*Work instruction:* A set of records appears below. Print them all, word for word.

━━━━━ Given entries ━━━━━

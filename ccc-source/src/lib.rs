//! Source locations and diagnostic rendering.

use console::style;
use serde::{Deserialize, Serialize};
use std::fmt;

/// A position in the original source code. Lines and columns are 1-based.
/// `Location::default()` (`0:0`) is used for synthesized nodes.
#[derive(Debug, Clone, Copy, Default, PartialEq, Eq, PartialOrd, Ord, Hash, Serialize, Deserialize)]
pub struct Location {
    pub line: u32,
    pub column: u32,
}

impl Location {
    /// Create a new `Location` at `line` and `column`.
    pub fn new(line: u32, column: u32) -> Self {
        Self { line, column }
    }
}

impl fmt::Display for Location {
    fn fmt(&self, f: &mut fmt::Formatter<'_>) -> fmt::Result {
        write!(f, "({}, {})", self.line, self.column)
    }
}

/// A secondary message attached to a [`Diagnostic`].
#[derive(Debug, Clone, PartialEq)]
pub struct Note {
    pub message: String,
    pub location: Location,
}

/// Represents a compile time error ready to be shown to the user.
#[derive(Debug, Clone, PartialEq)]
pub struct Diagnostic {
    /// Short category, e.g. `undeclared variable`.
    pub category: &'static str,
    pub message: String,
    pub location: Location,
    pub notes: Vec<Note>,
}

impl Diagnostic {
    /// Create a new diagnostic without notes.
    pub fn new(category: &'static str, message: impl ToString, location: Location) -> Self {
        Self {
            category,
            message: message.to_string(),
            location,
            notes: Vec::new(),
        }
    }

    /// Attach a note pointing at another location (e.g. a previous definition).
    pub fn with_note(mut self, message: impl ToString, location: Location) -> Self {
        self.notes.push(Note {
            message: message.to_string(),
            location,
        });
        self
    }
}

impl fmt::Display for Diagnostic {
    fn fmt(&self, f: &mut fmt::Formatter<'_>) -> fmt::Result {
        writeln!(
            f,
            "{} {}: {} [{}]",
            style("error").red().bold(),
            self.location,
            self.message,
            style(self.category).dim()
        )?;
        for note in &self.notes {
            writeln!(
                f,
                "{} {}: {}",
                style("note").cyan(),
                note.location,
                note.message
            )?;
        }

        Ok(())
    }
}

#[cfg(test)]
mod tests {
    use super::*;

    #[test]
    fn location_display() {
        assert_eq!(Location::new(3, 14).to_string(), "(3, 14)");
        assert_eq!(Location::default(), Location::new(0, 0));
    }

    #[test]
    fn diagnostic_notes() {
        let diagnostic = Diagnostic::new("duplicate function definition", "function f already defined", Location::new(4, 1))
            .with_note("previous definition seen here", Location::new(1, 1));
        assert_eq!(diagnostic.notes.len(), 1);
        assert_eq!(diagnostic.notes[0].location, Location::new(1, 1));

        let rendered = console::strip_ansi_codes(&diagnostic.to_string()).into_owned();
        assert!(rendered.contains("(4, 1): function f already defined"));
        assert!(rendered.contains("note (1, 1): previous definition seen here"));
    }
}
//! Global function table.

use ccc_ast::types::TypeName;
use ccc_source::Location;
use std::collections::HashMap;

#[derive(Debug, Clone, PartialEq)]
pub struct FunctionEntry {
    pub name: String,
    pub return_type: TypeName,
    pub param_types: Vec<TypeName>,
    /// Location of the definition once the body has been analyzed.
    pub definition_loc: Option<Location>,
}

impl FunctionEntry {
    pub fn has_definition(&self) -> bool {
        self.definition_loc.is_some()
    }
}

/// Maps function names to signatures and tracks the function whose body is being analyzed.
#[derive(Debug, Clone, Default)]
pub struct FunctionTable {
    functions: HashMap<String, FunctionEntry>,
    current: Option<String>,
}

impl FunctionTable {
    pub fn new() -> Self {
        Self::default()
    }

    /// Registers a signature. A name can be declared any number of times: the first signature is
    /// kept and later ones are not cross-checked against it.
    /// Returns `false` if the name was already registered.
    pub fn add_function(&mut self, name: &str, return_type: TypeName, param_types: Vec<TypeName>) -> bool {
        if self.functions.contains_key(name) {
            return false;
        }
        self.functions.insert(
            name.to_string(),
            FunctionEntry {
                name: name.to_string(),
                return_type,
                param_types,
                definition_loc: None,
            },
        );
        true
    }

    /// Marks `name` as defined at `loc`. Returns `false` if `name` was never declared.
    pub fn define_function(&mut self, name: &str, loc: Location) -> bool {
        match self.functions.get_mut(name) {
            Some(entry) => {
                entry.definition_loc = Some(loc);
                true
            }
            None => false,
        }
    }

    pub fn is_function_defined(&self, name: &str) -> bool {
        self.functions
            .get(name)
            .map_or(false, FunctionEntry::has_definition)
    }

    pub fn get_function(&self, name: &str) -> Option<&FunctionEntry> {
        self.functions.get(name)
    }

    pub fn enter_function_definition(&mut self, name: &str) {
        self.current = Some(name.to_string());
    }

    pub fn exit_function_definition(&mut self) {
        self.current = None;
    }

    pub fn is_in_function_definition(&self) -> bool {
        self.current.is_some()
    }

    /// The function whose body is currently being analyzed.
    pub fn current_function(&self) -> Option<&FunctionEntry> {
        self.current
            .as_deref()
            .and_then(|name| self.functions.get(name))
    }

    pub fn iter(&self) -> impl Iterator<Item = &FunctionEntry> {
        self.functions.values()
    }
}

#[cfg(test)]
mod tests {
    use super::*;

    #[test]
    fn first_signature_wins() {
        let mut table = FunctionTable::new();
        assert!(table.add_function("f", TypeName::Int, vec![TypeName::Int]));
        assert!(!table.add_function("f", TypeName::Float, vec![]));

        let entry = table.get_function("f").unwrap();
        assert_eq!(entry.return_type, TypeName::Int);
        assert_eq!(entry.param_types, vec![TypeName::Int]);
        assert!(!entry.has_definition());
    }

    #[test]
    fn definition_cursor() {
        let mut table = FunctionTable::new();
        table.add_function("main", TypeName::Int, vec![]);
        assert!(!table.is_in_function_definition());

        table.enter_function_definition("main");
        assert!(table.is_in_function_definition());
        assert_eq!(table.current_function().map(|f| f.name.as_str()), Some("main"));

        assert!(table.define_function("main", Location::new(1, 1)));
        table.exit_function_definition();
        assert!(table.current_function().is_none());
        assert!(table.is_function_defined("main"));
        assert!(!table.define_function("nope", Location::default()));
    }
}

━━━━━

*Final answer:*
filename ccc-source/src/lib.rs
//! Source locations and diagnostic rendering.

use console::style;
use serde::{Deserialize, Serialize};
use std::fmt;

/// A position in the original source code. Lines and columns are 1-based.
/// `Location::default()` (`0:0`) is used for synthesized nodes.
#[derive(Debug, Clone, Copy, Default, PartialEq, Eq, PartialOrd, Ord, Hash, Serialize, Deserialize)]
pub struct Location {
    pub line: u32,
    pub column: u32,
}

impl Location {
    /// Create a new `Location` at `line` and `column`.
    pub fn new(line: u32, column: u32) -> Self {
        Self { line, column }
    }
}

impl fmt::Display for Location {
    fn fmt(&self, f: &mut fmt::Formatter<'_>) -> fmt::Result {
        write!(f, "({}, {})", self.line, self.column)
    }
}

/// A secondary message attached to a [`Diagnostic`].
#[derive(Debug, Clone, PartialEq)]
pub struct Note {
    pub message: String,
    pub location: Location,
}

/// Represents a compile time error ready to be shown to the user.
#[derive(Debug, Clone, PartialEq)]
pub struct Diagnostic {
    /// Short category, e.g. `undeclared variable`.
    pub category: &'static str,
    pub message: String,
    pub location: Location,
    pub notes: Vec<Note>,
}

impl Diagnostic {
    /// Create a new diagnostic without notes.
    pub fn new(category: &'static str, message: impl ToString, location: Location) -> Self {
        Self {
            category,
            message: message.to_string(),
            location,
            notes: Vec::new(),
        }
    }

    /// Attach a note pointing at another location (e.g. a previous definition).
    pub fn with_note(mut self, message: impl ToString, location: Location) -> Self {
        self.notes.push(Note {
            message: message.to_string(),
            location,
        });
        self
    }
}

impl fmt::Display for Diagnostic {
    fn fmt(&self, f: &mut fmt::Formatter<'_>) -> fmt::Result {
        writeln!(
            f,
            "{} {}: {} [{}]",
            style("error").red().bold(),
            self.location,
            self.message,
            style(self.category).dim()
        )?;
        for note in &self.notes {
            writeln!(
                f,
                "{} {}: {}",
                style("note").cyan(),
                note.location,
                note.message
            )?;
        }

        Ok(())
    }
}

#[cfg(test)]
mod tests {
    use super::*;

    #[test]
    fn location_display() {
        assert_eq!(Location::new(3, 14).to_string(), "(3, 14)");
        assert_eq!(Location::default(), Location::new(0, 0));
    }

    #[test]
    fn diagnostic_notes() {
        let diagnostic = Diagnostic::new("duplicate function definition", "function f already defined", Location::new(4, 1))
            .with_note("previous definition seen here", Location::new(1, 1));
        assert_eq!(diagnostic.notes.len(), 1);
        assert_eq!(diagnostic.notes[0].location, Location::new(1, 1));

        let rendered = console::strip_ansi_codes(&diagnostic.to_string()).into_owned();
        assert!(rendered.contains("(4, 1): function f already defined"));
        assert!(rendered.contains("note (1, 1): previous definition seen here"));
    }
}
//! Global function table.

use ccc_ast::types::TypeName;
use ccc_source::Location;
use std::collections::HashMap;

#[derive(Debug, Clone, PartialEq)]
pub struct FunctionEntry {
    pub name: String,
    pub return_type: TypeName,
    pub param_types: Vec<TypeName>,
    /// Location of the definition once the body has been analyzed.
    pub definition_loc: Option<Location>,
}

impl FunctionEntry {
    pub fn has_definition(&self) -> bool {
        self.definition_loc.is_some()
    }
}

/// Maps function names to signatures and tracks the function whose body is being analyzed.
#[derive(Debug, Clone, Default)]
pub struct FunctionTable {
    functions: HashMap<String, FunctionEntry>,
    current: Option<String>,
}

impl FunctionTable {
    pub fn new() -> Self {
        Self::default()
    }

    /// Registers a signature. A name can be declared any number of times: the first signature is
    /// kept and later ones are not cross-checked against it.
    /// Returns `false` if the name was already registered.
    pub fn add_function(&mut self, name: &str, return_type: TypeName, param_types: Vec<TypeName>) -> bool {
        if self.functions.contains_key(name) {
            return false;
        }
        self.functions.insert(
            name.to_string(),
            FunctionEntry {
                name: name.to_string(),
                return_type,
                param_types,
                definition_loc: None,
            },
        );
        true
    }

    /// Marks `name` as defined at `loc`. Returns `false` if `name` was never declared.
    pub fn define_function(&mut self, name: &str, loc: Location) -> bool {
        match self.functions.get_mut(name) {
            Some(entry) => {
                entry.definition_loc = Some(loc);
                true
            }
            None => false,
        }
    }

    pub fn is_function_defined(&self, name: &str) -> bool {
        self.functions
            .get(name)
            .map_or(false, FunctionEntry::has_definition)
    }

    pub fn get_function(&self, name: &str) -> Option<&FunctionEntry> {
        self.functions.get(name)
    }

    pub fn enter_function_definition(&mut self, name: &str) {
        self.current = Some(name.to_string());
    }

    pub fn exit_function_definition(&mut self) {
        self.current = None;
    }

    pub fn is_in_function_definition(&self) -> bool {
        self.current.is_some()
    }

    /// The function whose body is currently being analyzed.
    pub fn current_function(&self) -> Option<&FunctionEntry> {
        self.current
            .as_deref()
            .and_then(|name| self.functions.get(name))
    }

    pub fn iter(&self) -> impl Iterator<Item = &FunctionEntry> {
        self.functions.values()
    }
}

#[cfg(test)]
mod tests {
    use super::*;

    #[test]
    fn first_signature_wins() {
        let mut table = FunctionTable::new();
        assert!(table.add_function("f", TypeName::Int, vec![TypeName::Int]));
        assert!(!table.add_function("f", TypeName::Float, vec![]));

        let entry = table.get_function("f").unwrap();
        assert_eq!(entry.return_type, TypeName::Int);
        assert_eq!(entry.param_types, vec![TypeName::Int]);
        assert!(!entry.has_definition());
    }

    #[test]
    fn definition_cursor() {
        let mut table = FunctionTable::new();
        table.add_function("main", TypeName::Int, vec![]);
        assert!(!table.is_in_function_definition());

        table.enter_function_definition("main");
        assert!(table.is_in_function_definition());
        assert_eq!(table.current_function().map(|f| f.name.as_str()), Some("main"));

        assert!(table.define_function("main", Location::new(1, 1)));
        table.exit_function_definition();
        assert!(table.current_function().is_none());
        assert!(table.is_function_defined("main"));
        assert!(!table.define_function("nope", Location::default()));
    }
}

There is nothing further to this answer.